Em 2018, a mãe de Monmouth, Oregon, deu à luz gêmeas idênticas “uma em um milhão” que têm síndrome de Down, segundo o The Scottish Sun.
Mas mesmo antes de Charlotte e Annette nascerem, a mãe disse que percebeu um “estigma” associado a elas por causa de suas deficiências.
Vários meses depois do início da gravidez, ela disse que Charlotte e Annette foram diagnosticadas com doença cardíaca congênita, e os médicos levantaram a possibilidade de que elas também pudessem ter síndrome de Down. Quando nasceram, os médicos confirmaram o diagnóstico de síndrome de Down, de acordo com a reportagem.
Prescott disse que ela e o marido, Cody, ficaram “intrigados” com a forma como os especialistas falavam sobre as filhas ainda não nascidas.
Ela disse que seis médicos sugeriram que eles fizessem um aborto, mesmo sem saber com certeza as condições de saúde das filhas. Ela afirmou que ela e Cody recusaram testes pré-natais adicionais porque sabiam que amariam suas filhas, acontecesse o que acontecesse.
Segundo a reportagem, Charlotte e Annette nasceram em 2018 por parto natural – uma resposta às orações dos Prescott.
“Os médicos geralmente sugerem que gêmeos nasçam por cesariana porque pode ser arriscado, mas nossas orações foram atendidas com um parto natural e dois bebês que não precisaram ser levados às pressas para uma mesa de cirurgia”, disse ela. “Ficamos muito gratos e aliviados.”
Depois de seis meses, Charlotte precisou de uma cirurgia de coração aberto, mas Annette não precisou de cirurgia alguma, disse ela.
Prescott disse que suas filhas, agora com 1 ano de idade, não são realmente tão diferentes de outras crianças pequenas.
“Nossas meninas cambaleiam por aí, dando seus próprios passinhos, rindo e explorando cada centímetro da nossa sala de estar”, disse ela. “Elas adoram brincar com os irmãos mais velhos e amam seu cachorro peludo, Max. Já começaram as típicas briguinhas de irmãs por brinquedos e copos com bico, mas se aninham juntas no berço que compartilham todas as noites, em completo amor.”

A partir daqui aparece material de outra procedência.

//! Line-ending classification.
//!
//! [`scan`] walks a buffer once and records every DOS, UNIX and old Mac line
//! ending it finds. A `\r\n` pair is consumed as a whole, so its `\n` is never
//! counted as a UNIX ending and its `\r` never as an old Mac one. [`check`]
//! turns a [`Scan`] into a verdict, and [`Classifier`] does the same for a
//! file while printing diagnostics.
use std::{
    fs,
    io::{self, Write},
    path::Path,
    process::ExitCode,
};

use log::{debug, warn};
use memchr::{memchr2, memmem};

use crate::types::{LineEnding, CORRUPT_CRLF, CR, LF};

mod context;

pub use context::{excerpt, DEFAULT_CONTEXT_RADIUS};

/// Where a line ending first occurs and how often it occurs.
#[derive(Debug, Clone, Copy, PartialEq, Eq)]
pub struct Occurrence {
    /// Byte offset of the first occurrence.
    pub first: usize,
    /// Number of non-overlapping occurrences.
    pub count: usize,
}

/// Everything [`scan`] found in a buffer.
#[derive(Debug, Clone, Default, PartialEq, Eq)]
pub struct Scan {
    /// Offset of the first `\r\r\n`, if any.
    pub corrupt: Option<usize>,
    pub dos: Option<Occurrence>,
    pub unix: Option<Occurrence>,
    pub legacy: Option<Occurrence>,
}

impl Scan {
    #[must_use]
    pub fn occurrence(&self, line_ending: LineEnding) -> Option<Occurrence> {
        match line_ending {
            LineEnding::Dos => self.dos,
            LineEnding::Unix => self.unix,
            LineEnding::Legacy => self.legacy,
        }
    }

    #[must_use]
    pub fn contains(&self, line_ending: LineEnding) -> bool {
        self.occurrence(line_ending).is_some()
    }

    /// The conventions present in the buffer, in DOS, UNIX, old Mac order.
    pub fn found(&self) -> impl Iterator<Item = LineEnding> + '_ {
        [LineEnding::Dos, LineEnding::Unix, LineEnding::Legacy]
            .into_iter()
            .filter(move |le| self.contains(*le))
    }
}

fn record(slot: &mut Option<Occurrence>, at: usize) {
    match slot {
        Some(occurrence) => occurrence.count += 1,
        None => *slot = Some(Occurrence { first: at, count: 1 }),
    }
}

/// Find all line endings in `data`.
///
/// Pairs are matched left to right without overlap, the same way a literal
/// `\r\n` search-and-replace would. Whatever `\n` or `\r` is left over is a
/// UNIX or old Mac line ending respectively.
#[must_use]
pub fn scan(data: &[u8]) -> Scan {
    let mut scan = Scan {
        corrupt: memmem::find(data, CORRUPT_CRLF),
        ..Scan::default()
    };

    let mut scan_pos = 0;
    while let Some(i) = memchr2(CR, LF, &data[scan_pos..]).map(|i| i + scan_pos) {
        match (data[i], data.get(i + 1).copied()) {
            (CR, Some(LF)) => {
                record(&mut scan.dos, i);
                scan_pos = i + 2;
            }
            (CR, _) => {
                record(&mut scan.legacy, i);
                scan_pos = i + 1;
            }
            _ => {
                record(&mut scan.unix, i);
                scan_pos = i + 1;
            }
        }
    }
    scan
}

/// Reason a file or buffer is rejected.
#[derive(Debug, thiserror::Error)]
pub enum Problem {
    #[error("unable to read file: {source}")]
    Unreadable {
        #[source]
        source: io::Error,
    },

    #[error("file is empty")]
    Empty,

    #[error(r#"contains BAD line endings of form "\r\r\n""#)]
    Corrupted { at: usize },

    #[error(r#"contains OLD MAC line endings "\r" ({} occurrences)"#, .legacy.count)]
    Legacy { legacy: Occurrence },

    #[error(
        r#"contains both DOS "\r\n" and UNIX "\n" line endings ({} DOS line endings, {} UNIX line endings)"#,
        .dos.count,
        .unix.count
    )]
    Mixed { dos: Occurrence, unix: Occurrence },

    #[error(
        "contains {} line endings ({} occurrences), but expected only {} line endings",
        .found.label(),
        .occurrence.count,
        .expected.label()
    )]
    Mismatch {
        expected: LineEnding,
        found: LineEnding,
        occurrence: Occurrence,
    },
}

impl Problem {
    /// Offsets worth showing context for, with a label for each.
    #[must_use]
    pub fn locations(&self) -> Vec<(&'static str, usize)> {
        match self {
            Problem::Unreadable { .. } | Problem::Empty => Vec::new(),
            Problem::Corrupted { at } => vec![(r#"BAD "\r\r\n""#, *at)],
            Problem::Legacy { legacy } => vec![(LineEnding::Legacy.label(), legacy.first)],
            Problem::Mixed { dos, unix } => vec![
                (LineEnding::Dos.label(), dos.first),
                (LineEnding::Unix.label(), unix.first),
            ],
            Problem::Mismatch {
                found, occurrence, ..
            } => vec![(found.label(), occurrence.first)],
        }
    }
}

/// Decide whether `data` uses exactly one acceptable line-ending convention.
///
/// Checks run in a fixed order and the first failing one wins: empty input,
/// `\r\r\n` anywhere, any old Mac `\r`, DOS and UNIX mixed, and finally a
/// mismatch against `expected`. Mixed endings are rejected whatever
/// `expected` is. An `expected` of [`LineEnding::Legacy`] adds no constraint,
/// old Mac endings are always rejected.
///
/// A buffer without any line ending passes.
///
/// # Errors
///
/// Returns the first [`Problem`] found.
pub fn check(data: &[u8], expected: Option<LineEnding>) -> Result<Scan, Problem> {
    if data.is_empty() {
        return Err(Problem::Empty);
    }

    let scan = scan(data);
    debug!(
        "scanned {} bytes: dos={:?} unix={:?} legacy={:?} corrupt={:?}",
        data.len(),
        scan.dos,
        scan.unix,
        scan.legacy,
        scan.corrupt
    );

    if let Some(at) = scan.corrupt {
        return Err(Problem::Corrupted { at });
    }
    if let Some(legacy) = scan.legacy {
        return Err(Problem::Legacy { legacy });
    }
    if let (Some(dos), Some(unix)) = (scan.dos, scan.unix) {
        return Err(Problem::Mixed { dos, unix });
    }

    match (expected, scan.dos, scan.unix) {
        (Some(LineEnding::Unix), Some(occurrence), _) => Err(Problem::Mismatch {
            expected: LineEnding::Unix,
            found: LineEnding::Dos,
            occurrence,
        }),
        (Some(LineEnding::Dos), _, Some(occurrence)) => Err(Problem::Mismatch {
            expected: LineEnding::Dos,
            found: LineEnding::Unix,
            occurrence,
        }),
        _ => Ok(scan),
    }
}

/// Outcome of classifying a file.
#[derive(Debug, Clone, Copy, PartialEq, Eq)]
pub enum Status {
    /// A single, acceptable convention (or no line endings at all).
    Ok,
    /// Anything else.
    Failed,
}

impl Status {
    /// Process exit status: `0` for [`Status::Ok`], `1` otherwise.
    #[must_use]
    pub fn code(self) -> i32 {
        match self {
            Status::Ok => 0,
            Status::Failed => 1,
        }
    }

    #[must_use]
    pub fn is_ok(self) -> bool {
        self == Status::Ok
    }
}

impl From<Status> for ExitCode {
    fn from(status: Status) -> Self {
        match status {
            Status::Ok => ExitCode::SUCCESS,
            Status::Failed => ExitCode::FAILURE,
        }
    }
}

/// Classifies files and reports what it finds.
///
/// Diagnostics go to the error stream when `report` is enabled (the
/// default). With `verbose` the convention a file uses is written to the
/// output stream.
///
/// ```no_run
/// use eolcheck::{Classifier, LineEnding};
///
/// let status = Classifier::new()
///     .expected(Some(LineEnding::Unix))
///     .classify_file("Cargo.toml");
/// std::process::exit(status.code());
/// ```
#[derive(Debug, Clone)]
pub struct Classifier {
    expected: Option<LineEnding>,
    report: bool,
    verbose: bool,
    context_radius: usize,
}

impl Default for Classifier {
    fn default() -> Self {
        Self {
            expected: None,
            report: true,
            verbose: false,
            context_radius: DEFAULT_CONTEXT_RADIUS,
        }
    }
}

impl Classifier {
    #[must_use]
    pub fn new() -> Self {
        Self::default()
    }

    /// Require files to use only this convention.
    #[must_use]
    pub fn expected(mut self, expected: Option<LineEnding>) -> Self {
        self.expected = expected;
        self
    }

    #[must_use]
    pub fn report(mut self, report: bool) -> Self {
        self.report = report;
        self
    }

    #[must_use]
    pub fn verbose(mut self, verbose: bool) -> Self {
        self.verbose = verbose;
        self
    }

    /// Bytes of context shown on either side of a reported location.
    #[must_use]
    pub fn context_radius(mut self, radius: usize) -> Self {
        self.context_radius = radius;
        self
    }

    /// Read and check the file at `path` without printing anything.
    ///
    /// # Errors
    ///
    /// Returns the first [`Problem`] found, including an unreadable file.
    pub fn inspect(&self, path: impl AsRef<Path>) -> Result<Scan, Problem> {
        let data = fs::read(path).map_err(|source| Problem::Unreadable { source })?;
        check(&data, self.expected)
    }

    /// Classify the file at `path`, writing to stdout and stderr.
    pub fn classify_file(&self, path: impl AsRef<Path>) -> Status {
        let path = path.as_ref();
        let (mut out, mut err) = (io::stdout().lock(), io::stderr().lock());
        match self.classify_file_to(path, &mut out, &mut err) {
            Ok(status) => status,
            Err(e) => {
                warn!("{}: failed to write report: {e}", path.display());
                Status::Failed
            }
        }
    }

    /// Classify the file at `path`, writing info to `out` and diagnostics to `err`.
    ///
    /// # Errors
    ///
    /// Only fails if writing to `out` or `err` fails.
    pub fn classify_file_to(
        &self,
        path: impl AsRef<Path>,
        out: &mut impl Write,
        err: &mut impl Write,
    ) -> io::Result<Status> {
        let path = path.as_ref();
        let data = match fs::read(path) {
            Ok(data) => data,
            Err(source) => {
                debug!("{}: read failed: {source}", path.display());
                let problem = Problem::Unreadable { source };
                if self.report {
                    writeln!(err, "{}: {problem}", path.display())?;
                }
                return Ok(Status::Failed);
            }
        };

        let result = check(&data, self.expected);

        if self.verbose {
            let found: Vec<LineEnding> = match &result {
                Ok(scan) => scan.found().collect(),
                Err(Problem::Mismatch { found, .. }) => vec![*found],
                Err(_) => Vec::new(),
            };
            for line_ending in found {
                writeln!(
                    out,
                    "{}: contains {} line endings.",
                    path.display(),
                    line_ending.label()
                )?;
            }
        }

        match result {
            Ok(_) => Ok(Status::Ok),
            Err(problem) => {
                if self.report {
                    self.write_problem(path, &data, &problem, err)?;
                }
                Ok(Status::Failed)
            }
        }
    }

    fn write_problem(
        &self,
        path: &Path,
        data: &[u8],
        problem: &Problem,
        err: &mut impl Write,
    ) -> io::Result<()> {
        writeln!(err, "{}: {problem}", path.display())?;
        for (label, at) in problem.locations() {
            writeln!(
                err,
                "  content around a {label} line ending: '{}'",
                excerpt(data, at, self.context_radius)
            )?;
        }
        Ok(())
    }
}

/// Classify the file at `path` and return a process exit status.
///
/// `0` means the file uses one consistent convention (matching `expected`,
/// if given); `1` means it is unreadable, empty, contains old Mac or
/// `\r\r\n` line endings, mixes DOS and UNIX, or does not match `expected`.
/// Diagnostics go to stderr if `report` is set; with `verbose` the detected
/// convention is printed to stdout.
#[must_use]
pub fn classify(
    path: impl AsRef<Path>,
    expected: Option<LineEnding>,
    report: bool,
    verbose: bool,
) -> i32 {
    Classifier::new()
        .expected(expected)
        .report(report)
        .verbose(verbose)
        .classify_file(path)
        .code()
}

O estigma e o valor da vida
No entanto, ela disse que ela e o marido têm ficado cada vez mais preocupados com o “estigma negativo” em relação a crianças com síndrome de Down.
“Percebi que, mesmo dentro da nossa sociedade em rápido progresso, os direitos humanos das pessoas com síndrome de Down são, na melhor das hipóteses, primitivos, e os profissionais da área médica conectam preconceitos sociais à síndrome de Down, de modo que ela se apresenta como uma ocorrência negativa para os pais”, disse Prescott.
Bebês não nascidos com síndrome de Down são alvo de abortos em taxas astronômicas, e os pais frequentemente relatam sentir-se pressionados a abortá-los.
Uma reportagem recente da CBS News chocou a nação ao expor a tendência discriminatória do aborto. Segundo a reportagem, quase 100 por cento dos bebês não nascidos que testam positivo para síndrome de Down são abortados na Islândia. A taxa na França foi de 77 por cento em 2015, 90 por cento no Reino Unido e 67 por cento nos Estados Unidos entre 1995 e 2011, segundo a CBS. Alguns colocam a taxa tão alta quanto 90 por cento nos EUA, mas boas estatísticas não estão disponíveis.
Ao compartilhar a história das gêmeas, Prescott disse que espera ajudar as pessoas a enxergarem o valor precioso da vida de cada criança, não importa quais sejam suas habilidades.
“Todas as crianças estão sujeitas a ter doenças e lesões, não apenas crianças com síndrome de Down”, disse ela. “O amor louco que temos por nossas meninas supera qualquer tensão emocional resultante de suas necessidades médicas. Eu ainda, sem dúvida alguma, escolheria meus filhos exatamente como eles são.”